L’hypersexualisation est un concept récent traduisant un phénomène  social qui a été étudié pour la première fois au Québec au début du XXIème siècle. Et peu à peu, d’autres pays s’intéressent à l’étude de ce phénomène grandissant. Jadis, ce dernier ne se manifestait que dans les sociétés occidentales. Par contre, aujourd’hui, la société haïtienne est gravement touchée par le phénomène  à cause de l’émergence de la mondialisation et à la démocratisation de l’internet.

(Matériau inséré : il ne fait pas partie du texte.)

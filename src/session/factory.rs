use crate::config::{CacheBackendConfig, SessionConfig, SessionStorageConfig};
use crate::error::Result;
use crate::session::{
    DatastoreSessionStore, MemoryRecordStorage, MemorySessionCache, RecordStorage, SessionCache,
    SqliteRecordStorage,
};
use std::sync::Arc;

/// Builds session stores from configuration
pub struct SessionStoreFactory;

impl SessionStoreFactory {
    /// Create a store with the configured storage, cache, max age and cache TTL
    pub async fn create_store(config: &SessionConfig) -> Result<DatastoreSessionStore> {
        let storage = Self::create_storage(&config.storage).await?;

        let mut store = DatastoreSessionStore::new(storage)
            .with_max_age(config.max_age())
            .with_cache_ttl(config.cache.ttl());

        if config.cache.enabled {
            store = store.with_cache(Self::create_cache(&config.cache.backend).await?);
        }

        log::info!(
            "Session store ready: {} (max_age: {:?})",
            store.backend_name(),
            config.max_age
        );
        Ok(store)
    }

    /// Create a durable storage backend from configuration
    pub async fn create_storage(config: &SessionStorageConfig) -> Result<Arc<dyn RecordStorage>> {
        match config {
            SessionStorageConfig::Memory => Ok(Self::create_memory_storage()),
            SessionStorageConfig::Sqlite { url, table } => {
                let storage = SqliteRecordStorage::connect(url, table).await?;
                Ok(Arc::new(storage))
            }
        }
    }

    /// Create a cache backend from configuration
    pub async fn create_cache(config: &CacheBackendConfig) -> Result<Arc<dyn SessionCache>> {
        match config {
            CacheBackendConfig::Memory { max_entries } => {
                Ok(Arc::new(MemorySessionCache::with_capacity(*max_entries)))
            }

            #[cfg(feature = "redis")]
            CacheBackendConfig::Redis {
                url,
                prefix,
                pool_size,
                command_timeout,
            } => {
                use crate::session::redis::RedisSessionCache;
                let cache = RedisSessionCache::from_url(
                    url,
                    prefix,
                    *pool_size,
                    std::time::Duration::from_millis(*command_timeout),
                )
                .await?;
                Ok(Arc::new(cache))
            }

            #[cfg(not(feature = "redis"))]
            CacheBackendConfig::Redis { .. } => Err(crate::error::Error::config(
                "Redis session cache requires the 'redis' feature",
            )),
        }
    }

    /// Create default memory storage
    pub fn create_memory_storage() -> Arc<dyn RecordStorage> {
        Arc::new(MemoryRecordStorage::new())
    }
}

#[cfg(test)]
mod tests {
    use super::*;
    use crate::config::SessionCacheConfig;
    use std::time::Duration;

    #[tokio::test]
    async fn test_create_default_store() {
        let store = SessionStoreFactory::create_store(&SessionConfig::default())
            .await
            .unwrap();
        assert_eq!(store.backend_name(), "memory+memory");
        assert_eq!(store.max_age(), None);
    }

    #[tokio::test]
    async fn test_create_sqlite_store_without_cache() {
        let config = SessionConfig {
            max_age: Some(3600),
            cache: SessionCacheConfig {
                enabled: false,
                ..Default::default()
            },
            storage: SessionStorageConfig::Sqlite {
                url: "sqlite::memory:".to_string(),
                table: "web_sessions".to_string(),
            },
            ..Default::default()
        };

        let store = SessionStoreFactory::create_store(&config).await.unwrap();
        assert_eq!(store.backend_name(), "sqlite");
        assert!(!store.has_cache());
        assert_eq!(store.max_age(), Some(Duration::from_secs(3600)));
    }

    #[cfg(not(feature = "redis"))]
    #[tokio::test]
    async fn test_redis_cache_requires_feature() {
        let config = CacheBackendConfig::Redis {
            url: "redis://localhost:6379".to_string(),
            prefix: "test:session:".to_string(),
            pool_size: 5,
            command_timeout: 3000,
        };

        let err = SessionStoreFactory::create_cache(&config).await.err().unwrap();
        assert_eq!(err.error_code(), "E_CONFIG");
    }

    #[cfg(feature = "redis")]
    #[tokio::test]
    async fn test_create_redis_cache() {
        let config = CacheBackendConfig::Redis {
            url: "redis://localhost:6379".to_string(),
            prefix: "test:session:".to_string(),
            pool_size: 5,
            command_timeout: 3000,
        };

        // Only meaningful when Redis is running
        if let Ok(cache) = SessionStoreFactory::create_cache(&config).await {
            assert_eq!(cache.backend_name(), "redis");
        } else {
            println!("Redis not available, skipping Redis cache test");
        }
    }
}
#[cfg(test)]
mod tests {
    use datastore_ext::session::{
        DatastoreSessionStore, ManualClock, MemoryRecordStorage, MemorySessionCache,
        RecordStorage, SessionData, SqliteRecordStorage,
    };
    use serde_json::Map;
    use std::sync::Arc;
    use std::time::Duration;

    fn memory_store() -> DatastoreSessionStore {
        DatastoreSessionStore::new(Arc::new(MemoryRecordStorage::new()))
            .with_cache(Arc::new(MemorySessionCache::new()))
    }

    async fn saved_session(store: &DatastoreSessionStore) -> SessionData {
        let mut session = store.get(None).await.unwrap();
        session.set("foo", "bar").unwrap();
        session.set("baz", "ding").unwrap();
        store.save(&mut session).await.unwrap();
        session
    }

    #[tokio::test]
    async fn test_get_without_sid() {
        let session = memory_store().get(None).await.unwrap();
        assert!(session.session_id().is_none());
        assert_eq!(session, Map::new());
    }

    #[tokio::test]
    async fn test_get_with_invalid_sid() {
        let session = memory_store().get(Some("a")).await.unwrap();
        assert!(session.session_id().is_none());
        assert_eq!(session, Map::new());
    }

    #[tokio::test]
    async fn test_get_with_non_existent_sid() {
        let session = memory_store().get(Some("a".repeat(40).as_str())).await.unwrap();
        assert!(session.session_id().is_none());
        assert_eq!(session, Map::new());
    }

    #[tokio::test]
    async fn test_save() {
        let store = memory_store();
        let session = saved_session(&store).await;

        let loaded = store.get(session.session_id()).await.unwrap();
        assert_eq!(loaded, session);
        assert_eq!(loaded.get::<String>("foo"), Some("bar".to_string()));
        assert_eq!(loaded.get::<String>("baz"), Some("ding".to_string()));
        assert!(!loaded.is_modified());
    }

    #[tokio::test]
    async fn test_delete() {
        let store = memory_store();
        let session = saved_session(&store).await;

        store.delete(&session).await.unwrap();

        let loaded = store.get(session.session_id()).await.unwrap();
        assert!(!loaded.contains("foo"));
        assert_eq!(loaded, Map::new());
    }

    #[tokio::test]
    async fn test_get_and_delete() {
        let store = memory_store();
        let session = saved_session(&store).await;
        let session_id = session.session_id().unwrap().to_string();

        let taken = store.get_and_delete(&session_id).await.unwrap();
        assert_eq!(taken, session);

        let loaded = store.get(Some(session_id.as_str())).await.unwrap();
        assert_eq!(loaded, Map::new());
    }

    #[tokio::test]
    async fn test_get_by_sid_without_cache() {
        let store = memory_store();
        let session = saved_session(&store).await;
        let session_id = session.session_id().unwrap();

        assert!(store.get_cache(session_id).await.unwrap().is_some());
        store.delete_cache(session_id).await.unwrap();
        assert!(store.get_cache(session_id).await.unwrap().is_none());

        let record = store.get_by_sid(session_id).await.unwrap().unwrap();
        assert_eq!(record.data.get("foo"), Some(&serde_json::json!("bar")));
        assert_eq!(record.data.get("baz"), Some(&serde_json::json!("ding")));

        // The lookup refilled the cache
        assert!(store.get_cache(session_id).await.unwrap().is_some());
    }

    #[tokio::test]
    async fn test_get_by_sid_expired() {
        let clock = ManualClock::starting_now();
        let storage = MemoryRecordStorage::new();
        let store = DatastoreSessionStore::new(Arc::new(storage.clone()))
            .with_cache(Arc::new(MemorySessionCache::new()))
            .with_clock(Arc::new(clock.clone()))
            .with_max_age(Some(Duration::from_secs(600)));

        let session = saved_session(&store).await;
        let session_id = session.session_id().unwrap();
        store.delete_cache(session_id).await.unwrap();
        assert!(store.get_by_sid(session_id).await.unwrap().is_some());

        store.delete_cache(session_id).await.unwrap();
        clock.advance(Duration::from_secs(86_400));

        assert!(store.get_by_sid(session_id).await.unwrap().is_none());
        assert_eq!(store.get(Some(session_id)).await.unwrap(), Map::new());
        // Still stored, only treated as absent
        assert!(storage.get(session_id).await.unwrap().is_some());
        assert!(store.get_cache(session_id).await.unwrap().is_none());
    }

    #[tokio::test]
    async fn test_purged_session_is_not_served_from_cache() {
        let clock = ManualClock::starting_now();
        let storage = MemoryRecordStorage::new();
        let store = DatastoreSessionStore::new(Arc::new(storage.clone()))
            .with_cache(Arc::new(MemorySessionCache::new()))
            .with_clock(Arc::new(clock.clone()))
            .with_max_age(Some(Duration::from_secs(600)));

        let mut session = store.get(None).await.unwrap();
        session.set("user", "alice").unwrap();
        store.save(&mut session).await.unwrap();
        let session_id = session.session_id().unwrap().to_string();

        clock.advance(Duration::from_secs(601));
        assert_eq!(store.purge_expired().await.unwrap(), 1);
        assert_eq!(storage.len(), 0);

        let mut loaded = store.get(Some(session_id.as_str())).await.unwrap();
        assert_eq!(loaded, Map::new());
        assert!(loaded.session_id().is_none());

        // Saving the empty copy starts a new session instead of reviving the old one
        loaded.set("user", "bob").unwrap();
        store.save(&mut loaded).await.unwrap();
        assert_ne!(loaded.session_id(), Some(session_id.as_str()));
        assert!(storage.get(&session_id).await.unwrap().is_none());
    }

    #[tokio::test]
    async fn test_flash_is_consumed() {
        let store = memory_store();
        let mut session = store.get(None).await.unwrap();
        session.set_flash(serde_json::json!("saved")).unwrap();
        store.save(&mut session).await.unwrap();

        let mut loaded = store.get(session.session_id()).await.unwrap();
        assert_eq!(loaded.get_flash(), vec![serde_json::json!("saved")]);
        store.save(&mut loaded).await.unwrap();

        let mut again = store.get(session.session_id()).await.unwrap();
        assert!(again.get_flash().is_empty());
    }

    #[tokio::test]
    async fn test_sqlite_backend_round_trip() {
        let storage = SqliteRecordStorage::connect("sqlite::memory:", "sessions")
            .await
            .unwrap();
        let store = DatastoreSessionStore::new(Arc::new(storage))
            .with_cache(Arc::new(MemorySessionCache::new()));
        assert_eq!(store.backend_name(), "sqlite+memory");

        let session = saved_session(&store).await;
        let session_id = session.session_id().unwrap().to_string();

        store.delete_cache(&session_id).await.unwrap();
        let loaded = store.get(Some(session_id.as_str())).await.unwrap();
        assert_eq!(loaded, session);

        let taken = store.get_and_delete(&session_id).await.unwrap();
        assert_eq!(taken, session);
        assert_eq!(store.get(Some(session_id.as_str())).await.unwrap(), Map::new());
    }

    #[tokio::test]
    async fn test_sqlite_file_database_persists() {
        let dir = tempfile::tempdir().unwrap();
        let url = format!("sqlite://{}", dir.path().join("sessions.db").display());

        let session_id = {
            let storage = SqliteRecordStorage::connect(&url, "sessions").await.unwrap();
            let store = DatastoreSessionStore::new(Arc::new(storage));
            let session = saved_session(&store).await;
            session.session_id().unwrap().to_string()
        };

        let storage = SqliteRecordStorage::connect(&url, "sessions").await.unwrap();
        let store = DatastoreSessionStore::new(Arc::new(storage));
        let loaded = store.get(Some(session_id.as_str())).await.unwrap();
        assert_eq!(loaded.get::<String>("foo"), Some("bar".to_string()));
    }
}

Quant à la définition l’hypersexualisation, c’est un exercice peu aisé, en raison que  les auteurs n’arrivent pas encore à trouver un consensus sur  une définition unique. Pour la sexologue-consultante, Sophie Morin, l’hypersexualisation est le fait de  sexualiser une chose qui ne l’est pas en soi. Quant à Francine Descarries, Professeur département sociologie, UQAM, affirme qu’elle « valorise le paraitre aux dépens de l’être ; l’avoir plutôt que le savoir. » Elle est donc en lien avec ce constat de surenchère sexuelle qui traverse notre société.

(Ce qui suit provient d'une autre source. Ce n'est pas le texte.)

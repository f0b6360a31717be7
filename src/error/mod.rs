use crate::forms::FormErrors;
use thiserror::Error;

pub type Result<T> = std::result::Result<T, Error>;

/// Main error type for datastore-ext
#[derive(Error, Debug)]
pub enum Error {
    #[error("JSON error: {0}")]
    Json(#[from] serde_json::Error),

    #[error("Database error: {0}")]
    Database(#[from] sqlx::Error),

    #[cfg(feature = "redis")]
    #[error("Redis error: {0}")]
    Redis(#[from] redis::RedisError),

    #[cfg(feature = "redis")]
    #[error("Redis pool error: {0}")]
    RedisPool(String),

    #[error("Configuration error: {0}")]
    Config(String),

    #[error("Session storage error: {0}")]
    Storage(String),

    #[error("Session cache error: {0}")]
    Cache(String),

    #[error("Conversion not implemented for property type: {0}")]
    NotImplemented(String),

    #[error("Form validation failed: {0}")]
    InvalidForm(FormErrors),

    #[error("Internal error: {0}")]
    Internal(String),
}

#[cfg(feature = "redis")]
impl From<deadpool_redis::CreatePoolError> for Error {
    fn from(err: deadpool_redis::CreatePoolError) -> Self {
        Self::RedisPool(format!("Pool creation error: {}", err))
    }
}

#[cfg(feature = "redis")]
impl From<deadpool_redis::PoolError> for Error {
    fn from(err: deadpool_redis::PoolError) -> Self {
        Self::RedisPool(format!("Pool error: {}", err))
    }
}

impl From<FormErrors> for Error {
    fn from(errors: FormErrors) -> Self {
        Self::InvalidForm(errors)
    }
}

impl Error {
    pub fn config(msg: impl Into<String>) -> Self {
        Self::Config(msg.into())
    }

    pub fn storage(msg: impl Into<String>) -> Self {
        Self::Storage(msg.into())
    }

    pub fn cache(msg: impl Into<String>) -> Self {
        Self::Cache(msg.into())
    }

    pub fn not_implemented(property_type: impl Into<String>) -> Self {
        Self::NotImplemented(property_type.into())
    }

    pub fn internal(msg: impl Into<String>) -> Self {
        Self::Internal(msg.into())
    }

    /// Check if the error came from a backend (store or cache) rather than from caller input
    pub fn is_backend(&self) -> bool {
        match self {
            Error::Database(_) | Error::Storage(_) | Error::Cache(_) => true,
            #[cfg(feature = "redis")]
            Error::Redis(_) | Error::RedisPool(_) => true,
            _ => false,
        }
    }

    /// Get a stable error code
    pub fn error_code(&self) -> &'static str {
        match self {
            Error::Json(_) => "E_JSON",
            Error::Database(_) => "E_DATABASE",
            #[cfg(feature = "redis")]
            Error::Redis(_) => "E_REDIS",
            #[cfg(feature = "redis")]
            Error::RedisPool(_) => "E_REDIS_POOL",
            Error::Config(_) => "E_CONFIG",
            Error::Storage(_) => "E_STORAGE",
            Error::Cache(_) => "E_CACHE",
            Error::NotImplemented(_) => "E_NOT_IMPLEMENTED",
            Error::InvalidForm(_) => "E_INVALID_FORM",
            Error::Internal(_) => "E_INTERNAL",
        }
    }
}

D’autres définitions sont plus spécifiques, mais elles présentent, de manière très détaillée, l’hypersexualisation. Prenons pour exemple celle proposée par Richard-Bessette (2006), il définit l’hypersexualisation du corps qui se manifesterait par : a) une tenue vestimentaire qui met évidence des parties du corps (décolleté, pantalon taille basse etc.) ; b) des accessoires et des produits qui accentuent de façon importante certains traits et cachent les « défauts » (maquillage, bijoux, talons hauts, ongles en acrylique, coloration des cheveux, soutien-gorge à bonnets rembourrés, etc.) ; c) transformations du corps qui ont pour but la mise en évidence de caractéristiques ou signaux sexuels (épilations des poils du corps, des organes génitaux, musculation des bras et des fesses)… Donc, la personne ne vit que pour plaire physiquement aux autres.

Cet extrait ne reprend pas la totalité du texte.